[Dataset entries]
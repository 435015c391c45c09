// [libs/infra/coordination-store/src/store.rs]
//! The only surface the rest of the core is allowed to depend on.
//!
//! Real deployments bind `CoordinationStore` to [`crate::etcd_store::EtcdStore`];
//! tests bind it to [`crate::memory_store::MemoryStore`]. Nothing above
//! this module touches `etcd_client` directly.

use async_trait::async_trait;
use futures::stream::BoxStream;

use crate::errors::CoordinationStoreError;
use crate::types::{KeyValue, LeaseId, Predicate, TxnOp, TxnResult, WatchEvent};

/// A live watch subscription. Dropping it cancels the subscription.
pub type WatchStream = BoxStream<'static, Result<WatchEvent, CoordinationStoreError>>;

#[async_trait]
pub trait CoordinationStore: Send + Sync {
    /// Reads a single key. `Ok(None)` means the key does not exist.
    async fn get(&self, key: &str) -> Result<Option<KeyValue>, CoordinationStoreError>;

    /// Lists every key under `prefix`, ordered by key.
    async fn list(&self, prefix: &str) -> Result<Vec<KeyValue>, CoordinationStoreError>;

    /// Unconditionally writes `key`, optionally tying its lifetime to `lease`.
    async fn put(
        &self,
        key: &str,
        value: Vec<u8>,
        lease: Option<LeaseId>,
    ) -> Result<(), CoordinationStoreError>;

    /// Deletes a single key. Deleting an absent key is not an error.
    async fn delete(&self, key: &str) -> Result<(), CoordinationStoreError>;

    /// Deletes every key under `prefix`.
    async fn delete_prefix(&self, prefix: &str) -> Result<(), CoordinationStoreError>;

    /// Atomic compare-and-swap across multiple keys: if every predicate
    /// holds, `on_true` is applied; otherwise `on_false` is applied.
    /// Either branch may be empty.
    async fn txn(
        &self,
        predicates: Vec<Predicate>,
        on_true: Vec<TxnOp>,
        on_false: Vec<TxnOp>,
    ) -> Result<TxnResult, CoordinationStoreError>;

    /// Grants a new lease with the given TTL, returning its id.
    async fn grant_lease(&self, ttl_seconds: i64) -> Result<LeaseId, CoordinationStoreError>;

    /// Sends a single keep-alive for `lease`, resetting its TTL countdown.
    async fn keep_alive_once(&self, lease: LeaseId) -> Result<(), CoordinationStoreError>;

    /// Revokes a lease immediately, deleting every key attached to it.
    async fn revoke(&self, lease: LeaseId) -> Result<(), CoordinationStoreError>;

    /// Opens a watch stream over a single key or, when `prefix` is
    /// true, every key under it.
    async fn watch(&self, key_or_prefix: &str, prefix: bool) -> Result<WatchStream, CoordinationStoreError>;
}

(TASK ITEM) Print all the records precisely.

(RESPONSE)
repository 435015c391c45c09
// [libs/infra/coordination-store/src/store.rs]
//! The only surface the rest of the core is allowed to depend on.
//!
//! Real deployments bind `CoordinationStore` to [`crate::etcd_store::EtcdStore`];
//! tests bind it to [`crate::memory_store::MemoryStore`]. Nothing above
//! this module touches `etcd_client` directly.

use async_trait::async_trait;
use futures::stream::BoxStream;

use crate::errors::CoordinationStoreError;
use crate::types::{KeyValue, LeaseId, Predicate, TxnOp, TxnResult, WatchEvent};

/// A live watch subscription. Dropping it cancels the subscription.
pub type WatchStream = BoxStream<'static, Result<WatchEvent, CoordinationStoreError>>;

#[async_trait]
pub trait CoordinationStore: Send + Sync {
    /// Reads a single key. `Ok(None)` means the key does not exist.
    async fn get(&self, key: &str) -> Result<Option<KeyValue>, CoordinationStoreError>;

    /// Lists every key under `prefix`, ordered by key.
    async fn list(&self, prefix: &str) -> Result<Vec<KeyValue>, CoordinationStoreError>;

    /// Unconditionally writes `key`, optionally tying its lifetime to `lease`.
    async fn put(
        &self,
        key: &str,
        value: Vec<u8>,
        lease: Option<LeaseId>,
    ) -> Result<(), CoordinationStoreError>;

    /// Deletes a single key. Deleting an absent key is not an error.
    async fn delete(&self, key: &str) -> Result<(), CoordinationStoreError>;

    /// Deletes every key under `prefix`.
    async fn delete_prefix(&self, prefix: &str) -> Result<(), CoordinationStoreError>;

    /// Atomic compare-and-swap across multiple keys: if every predicate
    /// holds, `on_true` is applied; otherwise `on_false` is applied.
    /// Either branch may be empty.
    async fn txn(
        &self,
        predicates: Vec<Predicate>,
        on_true: Vec<TxnOp>,
        on_false: Vec<TxnOp>,
    ) -> Result<TxnResult, CoordinationStoreError>;

    /// Grants a new lease with the given TTL, returning its id.
    async fn grant_lease(&self, ttl_seconds: i64) -> Result<LeaseId, CoordinationStoreError>;

    /// Sends a single keep-alive for `lease`, resetting its TTL countdown.
    async fn keep_alive_once(&self, lease: LeaseId) -> Result<(), CoordinationStoreError>;

    /// Revokes a lease immediately, deleting every key attached to it.
    async fn revoke(&self, lease: LeaseId) -> Result<(), CoordinationStoreError>;

    /// Opens a watch stream over a single key or, when `prefix` is
    /// true, every key under it.
    async fn watch(&self, key_or_prefix: &str, prefix: bool) -> Result<WatchStream, CoordinationStoreError>;
}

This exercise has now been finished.